In the late 1800s, prominent eugenicist and statistician Sir Francis Galton invoked a Gaussian distribution to model social classes defined by earned income and argue that they could be attributed to differences in “genetic worth.”22 Galton imposed his social hierarchical ideas onto distributions of measurable characteristics in a different way than Quetelet did. He favored one ‘high’ extreme over the rest of the distribution.23 Galton aimed to alter the genetic make-up of the population to increase “intelligence,” height, physical capacity, whiteness, and the like, thus “improving” the population. Galton coined the word “eugenics” to describe this strategy. He advocated for eugenic public policies to encourage some people (high-earning, white, intelligent) to reproduce, such as state-funded incentives for marriage between individuals from high-earning families, and prevent others (poor, disabled, criminalized) from reproducing. Through this work, Galton became widely regarded as the founder of the British eugenics movement.24 Eugenic policies were promoted in the name of public health and welfare—the life of the population deemed to be the national population would be cultivated, and other kinds of life deemed to be threatening to the national population would be extinguished or encouraged to die off.

To support his eugenic agenda, Galton used a statistical approach to categorize and quantify human characteristics. For instance, Galton assumed that intelligence could be quantified and that quantified intelligence follows a Gaussian distribution.20 In that system, Galton valued individuals with unusually high intelligence over individuals with average or unusually low intelligence. In Figure 1, this can be interpreted as valuing individuals with quantified intelligence in the upper tail of the distribution and devaluing individuals with quantified intelligence near the mean or in the lower tail.
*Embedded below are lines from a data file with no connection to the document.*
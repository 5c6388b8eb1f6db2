//! Chomsky normal form and CYK parsing of context-free grammars.

pub use cnf_cyk as cyk;
#[cfg(feature = "load")]
pub use cnf_load as load;
pub use cnf_normalize as normalize;

pub use cnf_cyk::{recognize, DerivationTree, Derivations};
pub use cnf_grammar::*;
#[cfg(feature = "load")]
pub use cnf_load::{read_symbols, LoadError, RuleSetLoadExt};
pub use cnf_normalize::{start_symbol, CnfNormalizeExt};
pub use cnf_symbol::NameInterner;

/// Normalizes `rules` and returns every derivation of `input` from `start` in the
/// normalized grammar.
pub fn parse(rules: &RuleSet<Name>, start: &str, input: &[Name]) -> Derivations<Pretty> {
    let cnf = rules.to_cnf(start);
    let input: Vec<Pretty> = input.iter().map(|name| Pretty::Text(name.clone())).collect();
    recognize(&cnf, &input, &start_symbol())
}
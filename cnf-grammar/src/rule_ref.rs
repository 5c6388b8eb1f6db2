//! References to single rules of a rule set.

use std::fmt;

/// References a rule's components.
#[derive(Debug, Eq, PartialEq, Ord, PartialOrd, Hash)]
pub struct RuleRef<'a, S> {
    /// Left-hand side.
    pub lhs: &'a S,
    /// Right-hand side.
    pub rhs: &'a [S],
}

impl<'a, S> Clone for RuleRef<'a, S> {
    fn clone(&self) -> Self {
        *self
    }
}

impl<'a, S> Copy for RuleRef<'a, S> {}

impl<'a, S> RuleRef<'a, S> {
    /// Checks whether the right-hand side is empty.
    pub fn is_epsilon(&self) -> bool {
        self.rhs.is_empty()
    }

    /// Copies the rule out of the rule set.
    pub fn to_owned(&self) -> (S, Vec<S>)
    where
        S: Clone,
    {
        (self.lhs.clone(), self.rhs.to_vec())
    }
}

impl<'a, S: fmt::Display> fmt::Display for RuleRef<'a, S> {
    fn fmt(&self, f: &mut fmt::Formatter) -> fmt::Result {
        write!(f, "{} ->", self.lhs)?;
        if self.rhs.is_empty() {
            return f.write_str(" ε");
        }
        for sym in self.rhs {
            write!(f, " {}", sym)?;
        }
        Ok(())
    }
}
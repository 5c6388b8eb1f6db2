//! Command-line interface for cnf.
//! Normalizes a grammar into Chomsky normal form and prints every derivation of an
//! input string.
//!
//! Usage:
//!   cnf `<grammar>` `<input>` [--start `<symbol>`] [--show-cnf]
//!
//! Exits with status 1 when the input is not derivable and with status 2 when the
//! grammar or the input cannot be read.

use std::error::Error;
use std::fs;
use std::process;

use clap::{Arg, ArgAction, Command};
use log::info;

use cnf::{
    read_symbols, recognize, start_symbol, CnfNormalizeExt, Name, Pretty, RuleSet, RuleSetLoadExt,
};

fn main() {
    env_logger::init();

    let matches = Command::new("cnf")
        .version(env!("CARGO_PKG_VERSION"))
        .about("Prints every CYK derivation of a string in a context-free grammar")
        .arg_required_else_help(true)
        .arg(
            Arg::new("grammar")
                .help("Path to the grammar, one `S -> aSb | ε` line per symbol")
                .required(true)
                .index(1),
        )
        .arg(
            Arg::new("input")
                .help("The string to parse, one symbol per character or `<name>`")
                .required(true)
                .index(2),
        )
        .arg(
            Arg::new("start")
                .long("start")
                .short('s')
                .help("Start symbol of the grammar")
                .default_value("S"),
        )
        .arg(
            Arg::new("show-cnf")
                .long("show-cnf")
                .help("Print the grammar in Chomsky normal form before the derivations")
                .action(ArgAction::SetTrue),
        )
        .get_matches();

    let path = matches
        .get_one::<String>("grammar")
        .expect("grammar is required");
    let input = matches.get_one::<String>("input").expect("input is required");
    let start = matches.get_one::<String>("start").expect("start has a default");

    let rules = load_grammar(path).unwrap_or_else(|e| {
        eprintln!("{}: {}", path, e);
        process::exit(2);
    });
    let input = read_symbols(input).unwrap_or_else(|e| {
        eprintln!("input: {}", e);
        process::exit(2);
    });

    let cnf = rules.to_cnf(start);
    if matches.get_flag("show-cnf") {
        println!("{}", cnf);
    }

    let input: Vec<Pretty> = input.into_iter().map(Pretty::Text).collect();
    let trees: Vec<String> = recognize(&cnf, &input, &start_symbol())
        .map(|tree| tree.format())
        .collect();
    if trees.is_empty() {
        eprintln!("no derivation");
        process::exit(1);
    }
    info!("{} derivations", trees.len());
    println!("{}", trees.join("\n\n"));
}

fn load_grammar(path: &str) -> Result<RuleSet<Name>, Box<dyn Error>> {
    let text = fs::read_to_string(path)?;
    Ok(RuleSet::load(&text)?)
}
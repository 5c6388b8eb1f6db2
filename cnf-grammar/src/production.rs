//! Construction of rule sets from decoded production records.

use std::collections::BTreeSet;
use std::error::Error;
use std::fmt;

use log::debug;

use crate::rule_set::RuleSet;
use cnf_symbol::{Name, Pretty};

/// A production record as decoded from a stored grammar.
#[derive(Clone, Debug, Eq, PartialEq)]
pub struct Production<S = Name> {
    /// The left side. Must hold exactly one symbol.
    pub left: Vec<S>,
    /// The right side, or `None` for the empty sequence.
    pub right: Option<Vec<S>>,
}

impl<S> Production<S> {
    /// Creates a production with a right side.
    pub fn new(left: Vec<S>, right: Vec<S>) -> Self {
        Production {
            left,
            right: Some(right),
        }
    }

    /// Creates a production of the empty sequence.
    pub fn epsilon(left: Vec<S>) -> Self {
        Production { left, right: None }
    }
}

/// Represents an error in the rules handed to the grammar model.
#[derive(Clone, Debug, Eq, PartialEq)]
pub enum GrammarError {
    /// A production's left side is not exactly one symbol.
    MalformedProduction {
        /// Position of the production in its sequence. Zero-indexed.
        index: usize,
        /// Number of symbols found on the left side.
        left_len: usize,
    },
    /// A name renders the same as a symbol introduced by normalization.
    ReservedName {
        /// The offending name.
        name: Name,
    },
}

impl fmt::Display for GrammarError {
    fn fmt(&self, f: &mut fmt::Formatter) -> fmt::Result {
        match self {
            GrammarError::MalformedProduction { index, left_len } => write!(
                f,
                "malformed production #{}: left side must be exactly one symbol, found {}",
                index, left_len
            ),
            GrammarError::ReservedName { name } => write!(
                f,
                "reserved name `{}`: it renders like a symbol introduced by normalization",
                name
            ),
        }
    }
}

impl Error for GrammarError {}

/// Builds a rule set from production records.
///
/// Duplicate right sides collapse. An absent right side contributes the empty
/// sequence.
pub fn parse_productions<S, I>(body: I) -> Result<RuleSet<S>, GrammarError>
where
    S: Ord + Clone,
    I: IntoIterator<Item = Production<S>>,
{
    let mut rules = RuleSet::new();
    let mut count = 0;
    for (index, production) in body.into_iter().enumerate() {
        let Production { left, right } = production;
        let lhs = match <[S; 1]>::try_from(left) {
            Ok([lhs]) => lhs,
            Err(left) => {
                return Err(GrammarError::MalformedProduction {
                    index,
                    left_len: left.len(),
                })
            }
        };
        rules.add_rule(lhs, right.unwrap_or_default());
        count += 1;
    }
    debug!(
        "parsed {} productions into {} rules for {} symbols",
        count,
        rules.num_rules(),
        rules.len()
    );
    Ok(rules)
}

impl<S> RuleSet<S>
where
    S: Ord + Clone,
{
    /// Builds a rule set from production records.
    ///
    /// See [`parse_productions`].
    pub fn from_productions<I>(body: I) -> Result<Self, GrammarError>
    where
        I: IntoIterator<Item = Production<S>>,
    {
        parse_productions(body)
    }
}

impl RuleSet<Name> {
    /// Checks that no name renders like a symbol introduced by normalization.
    ///
    /// Reserved are [`Pretty::START`] and [`Pretty::TERMINAL_PREFIX`] followed by
    /// the name of a terminal. Normalizing a grammar with such a name would merge
    /// two distinct symbols.
    pub fn check_names(&self) -> Result<(), GrammarError> {
        let terminals: BTreeSet<&str> = self.terminals().into_iter().map(|t| &t[..]).collect();
        let is_reserved = |name: &Name| {
            &name[..] == Pretty::START
                || name
                    .strip_prefix(Pretty::TERMINAL_PREFIX)
                    .map_or(false, |rest| terminals.contains(rest))
        };
        match self
            .lhs_symbols()
            .chain(self.body_symbols())
            .find(|name| is_reserved(name))
        {
            Some(name) => Err(GrammarError::ReservedName { name: name.clone() }),
            None => Ok(()),
        }
    }
}
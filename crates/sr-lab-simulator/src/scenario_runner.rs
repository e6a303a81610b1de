use crate::engine::Simulator;
use crate::trace::SimulationReport;
use anyhow::{Context, Result};
use sr_lab_abstract::{ChannelConfig, TestAction, TestAssertion, TestScenario, TransportProtocol};
use std::fs;
use std::path::Path;
use thiserror::Error;
use tracing::info;

#[derive(Debug, Error)]
pub enum AssertionError {
    #[error("expected data {expected:?} was not delivered")]
    DataNotDelivered { expected: String },
    #[error("delivery order/content mismatch at index {index}: expected {expected:?}, got {got:?}")]
    OutOfOrderDelivery {
        index: usize,
        expected: Vec<u8>,
        got: Vec<u8>,
    },
    #[error("delivered {got} messages, submitted {expected}")]
    DeliveryCountMismatch { expected: usize, got: usize },
    #[error("sender packet count {got} outside expected range [{min}, {max:?}]")]
    PacketCountOutOfRange { got: u32, min: u32, max: Option<u32> },
    #[error("simulation took {got} ticks, limit was {limit}")]
    TooSlow { got: u64, limit: u64 },
}

/// Load a TOML scenario from disk, run it, and check its assertions.
pub fn run_scenario_file(
    path: &Path,
    sender: Box<dyn TransportProtocol>,
    receiver: Box<dyn TransportProtocol>,
) -> Result<SimulationReport> {
    let content = fs::read_to_string(path)
        .with_context(|| format!("Failed to read scenario file {}", path.display()))?;
    let scenario: TestScenario =
        toml::from_str(&content).context("Failed to parse scenario file")?;
    run_scenario(&scenario, sender, receiver)
}

pub fn run_scenario(
    scenario: &TestScenario,
    sender: Box<dyn TransportProtocol>,
    receiver: Box<dyn TransportProtocol>,
) -> Result<SimulationReport> {
    info!("Running scenario '{}': {}", scenario.name, scenario.description);

    let mut config = ChannelConfig::default();
    scenario.config.apply_to(&mut config);
    let mut sim = Simulator::new(config, sender, receiver);
    configure_actions(&mut sim, &scenario.actions);

    sim.run_until_complete();
    let report = sim.export_report();

    for assertion in &scenario.assertions {
        check_assertion(assertion, &report)
            .with_context(|| format!("Scenario '{}' failed", scenario.name))?;
    }
    info!("Scenario '{}' passed", scenario.name);
    Ok(report)
}

pub fn configure_actions(sim: &mut Simulator, actions: &[TestAction]) {
    for action in actions {
        match action {
            TestAction::AppSend { time, data } => {
                sim.schedule_app_send(*time, data.as_bytes().to_vec());
            }
            TestAction::DropNextFromSenderSeq { seq } => {
                sim.add_drop_sender_seq_once(*seq);
            }
            TestAction::DropNextFromReceiverAck { ack } => {
                sim.add_drop_receiver_ack_once(*ack);
            }
        }
    }
}

/// Delivered payloads are fixed-size and zero-padded; strip the padding
/// before comparing against scenario data.
fn trim_padding(data: &[u8]) -> &[u8] {
    let end = data
        .iter()
        .rposition(|&b| b != 0)
        .map_or(0, |pos| pos + 1);
    &data[..end]
}

fn check_assertion(assertion: &TestAssertion, report: &SimulationReport) -> Result<(), AssertionError> {
    match assertion {
        TestAssertion::DataDelivered { data } => {
            let wanted = data.as_bytes();
            let found = report
                .delivered_data
                .iter()
                .any(|d| trim_padding(d) == wanted);
            if !found {
                return Err(AssertionError::DataNotDelivered {
                    expected: data.clone(),
                });
            }
        }
        TestAssertion::DeliveredInOrder => {
            if report.delivered_data.len() != report.submitted_data.len() {
                return Err(AssertionError::DeliveryCountMismatch {
                    expected: report.submitted_data.len(),
                    got: report.delivered_data.len(),
                });
            }
            for (index, (submitted, delivered)) in report
                .submitted_data
                .iter()
                .zip(&report.delivered_data)
                .enumerate()
            {
                if trim_padding(submitted) != trim_padding(delivered) {
                    return Err(AssertionError::OutOfOrderDelivery {
                        index,
                        expected: submitted.clone(),
                        got: delivered.clone(),
                    });
                }
            }
        }
        TestAssertion::SenderPacketCount { min, max } => {
            let got = report.sender_packet_count;
            let over = max.map(|m| got > m).unwrap_or(false);
            if got < *min || over {
                return Err(AssertionError::PacketCountOutOfRange {
                    got,
                    min: *min,
                    max: *max,
                });
            }
        }
        TestAssertion::MaxDuration { ticks } => {
            if report.duration_ticks > *ticks {
                return Err(AssertionError::TooSlow {
                    got: report.duration_ticks,
                    limit: *ticks,
                });
            }
        }
    }
    Ok(())
}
The dominant social interpretation of the Gaussian distribution shifted, indicated by a renaming to the now commonly used “normal distribution.”25 Rather than depicting an ideal mean and undesirable deviance around that mean, as Quetelet had suggested, the mean began to be considered mediocre and undesirable; one tail was considered extremely unacceptable, and the other tail was considered the preferred state. Galton’s aspirational approach to the normal distribution—his desire to use statistical measure to intervene in human characteristics and change the population “for the better”—is clear in his literal reference to a distribution mean as the “mediocre point.”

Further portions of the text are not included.